### What you are asked to do
Give the records again exactly, with every character kept.

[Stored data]
= Beginning of Section =

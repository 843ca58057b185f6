//! Out-of-band share delivery.
//!
//! Shares reach approvers outside the fabric (historically by email).
//! Delivery is fire-and-forget; no confirmation is consumed.

use async_trait::async_trait;
use tracing::info;

/// Delivers one share to one approver.
#[async_trait]
pub trait ShareNotifier: Send + Sync {
    /// Deliver `share` to the approver at `email`. Failures are the
    /// notifier's own concern; the workflow does not retry.
    async fn deliver(&self, approver_id: &str, email: &str, share: &str);
}

/// Notifier that records deliveries in the log instead of sending mail.
#[derive(Debug, Default)]
pub struct LoggingNotifier;

#[async_trait]
impl ShareNotifier for LoggingNotifier {
    async fn deliver(&self, approver_id: &str, email: &str, share: &str) {
        info!(approver = %approver_id, %email, share_len = share.len(), "share issued to approver");
    }
}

= End of Section =

### Solution for this problem
repository 843ca58057b185f6
//! Out-of-band share delivery.
//!
//! Shares reach approvers outside the fabric (historically by email).
//! Delivery is fire-and-forget; no confirmation is consumed.

use async_trait::async_trait;
use tracing::info;

/// Delivers one share to one approver.
#[async_trait]
pub trait ShareNotifier: Send + Sync {
    /// Deliver `share` to the approver at `email`. Failures are the
    /// notifier's own concern; the workflow does not retry.
    async fn deliver(&self, approver_id: &str, email: &str, share: &str);
}

/// Notifier that records deliveries in the log instead of sending mail.
#[derive(Debug, Default)]
pub struct LoggingNotifier;

#[async_trait]
impl ShareNotifier for LoggingNotifier {
    async fn deliver(&self, approver_id: &str, email: &str, share: &str) {
        info!(approver = %approver_id, %email, share_len = share.len(), "share issued to approver");
    }
}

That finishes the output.